Christine Thompson has been campaigning for years to have the ever-growing piles of rubbish removed from land near her home on Keble Close, Worcester.

The 67-year-old featured in the Worcester News in January, claiming four neighbours had moved away due to the rubbish “eye sore” – with one mum scared of drug users hanging around.

READ MORE: Resident says neighbours have moved away due to ever-growing rubbish pile

“It’s getting worse and, of course, the grass is growing so you won’t be able to see the cans soon,” Mrs Thompson told us this week.

“It’s disgraceful. One of my neighbours said there were drug users and needles – that’s why she left.

“She got scared and in the end she moved. She felt really vulnerable.”

Writing on our Facebook page, Melanie Freeman, who previously lived in Keble Close, said the littering spread to right behind her garden gate, and included “needles, human waste and broken glass”.

“People drinking, taking drugs behind my garden gate. The amount of people doing all kinds of stuff where you live is so scary,” she wrote.

“I had so many arguments with people for being a nuisance when my children were playing in the garden.

“It’s absolutely disgusting. I could not bring my children up there any longer.”

Mrs Freeman went on to say that she had grown up on the same road, and “it was a great place to live” back then.

“I hope this is the clean-up that’s needed to get the area back to how it used to be,” she added.
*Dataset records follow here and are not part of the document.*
//! Face alignment via 4-DOF similarity transform.
//!
//! Maps the five detected landmarks onto the ArcFace reference positions and
//! warps the face into a canonical 112×112 RGB crop.

use image::{Rgb, RgbImage};

/// ArcFace reference landmarks for a 112×112 output.
const REFERENCE_LANDMARKS_112: [(f32, f32); 5] = [
    (38.2946, 51.6963), // left eye
    (73.5318, 51.5014), // right eye
    (56.0252, 71.7366), // nose
    (41.5493, 92.3655), // left mouth
    (70.7299, 92.2041), // right mouth
];

pub const ALIGNED_SIZE: u32 = 112;

/// Similarity transform `p' = [a -b; b a] p + t` (scale, rotation, translation).
#[derive(Debug, Clone, Copy, PartialEq)]
struct SimilarityTransform {
    a: f32,
    b: f32,
    tx: f32,
    ty: f32,
}

impl SimilarityTransform {
    /// Least-squares fit mapping `src` points onto `dst` points.
    ///
    /// Closed form over centered coordinates; degenerate input (all source
    /// points coincident) yields the identity.
    fn estimate(src: &[(f32, f32); 5], dst: &[(f32, f32); 5]) -> Self {
        let n = src.len() as f32;
        let mean = |pts: &[(f32, f32); 5]| {
            let (sx, sy) = pts.iter().fold((0.0, 0.0), |(ax, ay), &(x, y)| (ax + x, ay + y));
            (sx / n, sy / n)
        };
        let (smx, smy) = mean(src);
        let (dmx, dmy) = mean(dst);

        let mut norm = 0.0f32;
        let mut dot = 0.0f32;
        let mut cross = 0.0f32;
        for (&(sx, sy), &(dx, dy)) in src.iter().zip(dst.iter()) {
            let (sx, sy) = (sx - smx, sy - smy);
            let (dx, dy) = (dx - dmx, dy - dmy);
            norm += sx * sx + sy * sy;
            dot += sx * dx + sy * dy;
            cross += sx * dy - sy * dx;
        }

        if norm < 1e-12 {
            return Self { a: 1.0, b: 0.0, tx: 0.0, ty: 0.0 };
        }

        let a = dot / norm;
        let b = cross / norm;
        Self {
            a,
            b,
            tx: dmx - (a * smx - b * smy),
            ty: dmy - (b * smx + a * smy),
        }
    }

    fn apply(&self, (x, y): (f32, f32)) -> (f32, f32) {
        (
            self.a * x - self.b * y + self.tx,
            self.b * x + self.a * y + self.ty,
        )
    }

    fn inverse(&self) -> Option<Self> {
        let det = self.a * self.a + self.b * self.b;
        if det < 1e-12 {
            return None;
        }
        let a = self.a / det;
        let b = -self.b / det;
        Some(Self {
            a,
            b,
            tx: -(a * self.tx - b * self.ty),
            ty: -(b * self.tx + a * self.ty),
        })
    }
}

/// Sample an RGB pixel with bilinear interpolation; outside the image is black.
fn sample_bilinear(image: &RgbImage, x: f32, y: f32) -> Rgb<u8> {
    let x0 = x.floor() as i64;
    let y0 = y.floor() as i64;
    let fx = x - x0 as f32;
    let fy = y - y0 as f32;

    let fetch = |px: i64, py: i64| -> [f32; 3] {
        if px >= 0 && py >= 0 && (px as u32) < image.width() && (py as u32) < image.height() {
            let p = image.get_pixel(px as u32, py as u32).0;
            [p[0] as f32, p[1] as f32, p[2] as f32]
        } else {
            [0.0; 3]
        }
    };

    let tl = fetch(x0, y0);
    let tr = fetch(x0 + 1, y0);
    let bl = fetch(x0, y0 + 1);
    let br = fetch(x0 + 1, y0 + 1);

    let mut out = [0u8; 3];
    for c in 0..3 {
        let top = tl[c] * (1.0 - fx) + tr[c] * fx;
        let bottom = bl[c] * (1.0 - fx) + br[c] * fx;
        out[c] = (top * (1.0 - fy) + bottom * fy).round().clamp(0.0, 255.0) as u8;
    }
    Rgb(out)
}

/// Align a detected face to a canonical 112×112 RGB crop suitable for ArcFace.
pub fn align_face(image: &RgbImage, landmarks: &[(f32, f32); 5]) -> RgbImage {
    let forward = SimilarityTransform::estimate(landmarks, &REFERENCE_LANDMARKS_112);
    let Some(backward) = forward.inverse() else {
        return RgbImage::new(ALIGNED_SIZE, ALIGNED_SIZE);
    };

    RgbImage::from_fn(ALIGNED_SIZE, ALIGNED_SIZE, |ox, oy| {
        let (sx, sy) = backward.apply((ox as f32, oy as f32));
        sample_bilinear(image, sx, sy)
    })
}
Worcester City Council said the land, which is fenced off alongside an alleyway leading to Lidl on Newtown Road, is owned by St Martin’s Gate doctors surgery.

A spokesman said adjacent land is council-owned and any fly-tipping is subject to regular clearances.

However, Mrs Thompson claimed she called South Worcestershire CCG and was told the surgery does not own it.

A council spokesman said: “With regard to taking action, if we receive a complaint it will be passed to our enforcement officer, who will consider whether an enforcement notice can be issued under the Town and Country Planning Act.”

We contacted the CCG and the surgery, and the ownership issue is currently being determined.